It's entirely possible that some of these large format prismatics actually undergo a capacity change during their initial few uses (and during their long passive period sitting on the pallets and boat). It stands to reason, if there are mechanical changes (electrolyte expansion, case-widening, bloating, etc.), then that physical change might alter ion mobility in some way.

A controlled test would be hard to conduct, but some of the folks seeing slightly lower capacities might do well to commit the time to put one cell through a number of full cycles. It would be pretty interesting to see how repeatable the results are.
 
It's entirely possible that some of these large format prismatics actually undergo a capacity change during their initial few uses (and during their long passive period sitting on the pallets and boat). It stands to reason, if there are mechanical changes (electrolyte expansion, case-widening, bloating, etc.), then that physical change might alter ion mobility in some way.

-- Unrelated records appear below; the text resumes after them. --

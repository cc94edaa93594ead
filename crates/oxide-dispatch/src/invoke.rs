//! Handler invocation and named-target resolution.

use std::collections::{HashMap, HashSet};
use std::fmt;
use std::sync::Arc;

use serde_json::Value;
use tracing::warn;

use crate::error::{BoxError, DispatchError, Result};
use crate::verb::Verb;

/// Outcome of a handler: an optional response payload.
pub type HandlerResult = std::result::Result<Option<Value>, BoxError>;

/// Anything that can be invoked with positional parameters.
pub trait Invoke: Send + Sync {
    /// Runs the handler.
    fn invoke(&self, params: &[String]) -> HandlerResult;
}

impl<F> Invoke for F
where
    F: Fn(&[String]) -> HandlerResult + Send + Sync,
{
    fn invoke(&self, params: &[String]) -> HandlerResult {
        self(params)
    }
}

/// A `target@action` string split against the dispatch parameters.
///
/// The handler string is split on `@` and the request parameters are
/// appended; the first piece is the target, the second the action, the
/// rest are the parameters. A target without `@` therefore takes its
/// action from the first parameter.
#[derive(Debug, Clone, PartialEq, Eq)]
pub struct TargetCall {
    /// Target name, dashes folded to underscores.
    pub target: String,
    /// Action name, dashes folded to underscores. Empty if none was given.
    pub action: String,
    /// Remaining parameters for the action.
    pub params: Vec<String>,
}

impl TargetCall {
    /// Splits `handler` and appends `params`.
    pub fn parse(handler: &str, params: &[String]) -> Self {
        let mut parts = handler
            .split('@')
            .map(str::to_string)
            .chain(params.iter().cloned());

        let target = parts.next().unwrap_or_default().replace('-', "_");
        let action = parts.next().unwrap_or_default().replace('-', "_");

        Self {
            target,
            action,
            params: parts.collect(),
        }
    }
}

/// Registry of handlers addressed by `target@action`.
#[derive(Clone, Default)]
pub struct HandlerRegistry {
    actions: HashMap<String, Arc<dyn Invoke>>,
    restful: HashSet<String>,
}

impl fmt::Debug for HandlerRegistry {
    fn fmt(&self, f: &mut fmt::Formatter<'_>) -> fmt::Result {
        let mut keys: Vec<_> = self.actions.keys().collect();
        keys.sort();
        f.debug_struct("HandlerRegistry")
            .field("actions", &keys)
            .field("restful", &self.restful)
            .finish()
    }
}

fn key(target: &str, action: &str) -> String {
    format!("{target}@{action}")
}

impl HandlerRegistry {
    /// Creates an empty registry.
    pub fn new() -> Self {
        Self::default()
    }

    /// Registers the handler for `target@action`.
    pub fn register(&mut self, target: &str, action: &str, handler: impl Invoke + 'static) {
        self.actions.insert(key(target, action), Arc::new(handler));
    }

    /// Marks a target as restful: its actions are looked up as
    /// `<verb>_<action>`, with the verb lower-cased.
    pub fn mark_restful(&mut self, target: &str) {
        self.restful.insert(target.to_string());
    }

    /// Picks the handler for a call.
    ///
    /// When the action is unknown, the `fallback_action` of the same target
    /// is used instead.
    ///
    /// # Errors
    ///
    /// Returns [`DispatchError::UnresolvedTarget`] if neither is registered.
    pub fn resolve(
        &self,
        verb: Verb,
        call: &TargetCall,
        fallback_action: &str,
    ) -> Result<Arc<dyn Invoke>> {
        let action = if self.restful.contains(&call.target) {
            format!("{}_{}", verb.as_str().to_lowercase(), call.action)
        } else {
            call.action.clone()
        };

        if let Some(handler) = self.actions.get(&key(&call.target, &action)) {
            return Ok(Arc::clone(handler));
        }

        warn!(
            target_name = %call.target,
            action = %action,
            fallback = fallback_action,
            "unknown action, using fallback"
        );

        self.actions
            .get(&key(&call.target, fallback_action))
            .map(Arc::clone)
            .ok_or_else(|| DispatchError::UnresolvedTarget(key(&call.target, &action)))
    }
}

A controlled test would be hard to conduct, but some of the folks seeing slightly lower capacities might do well to commit the time to put one cell through a number of full cycles. It would be pretty interesting to see how repeatable the results are.

This speaks directly to one of the points I was trying to make.

As Dzl pointed out it is stupid simple to measure capacity with great specificity. That is the alluring part of doing this.

However there are a few pitfalls here.

If these specific measurements are exactly repeatable then I would agree it is a simple thing we can all do. That is not what I am seeing however.

With a lack of repeatability it raises a few general concerns:

Is the constructing and testing method sound? For many folks I believe it is.

Are the measurements accurate? For folks using multiple measurement tools or calibrated instruments this can be controlled also.

Is the test subject stable? This may be where majority of the problem lies.

Specifically there may be significant variability within one test subject sample. In that case you will need a series of tests to see what is a significant difference not just a measurable difference.

To figure out a statistically significant difference you will need a number of tests to speak with accuracy. I know just enough about statistics to be mildly dangerous but in general you need more test data with a variable test subject to tease out real differences. That means a series of more tests done in a fairly repeatable fashion.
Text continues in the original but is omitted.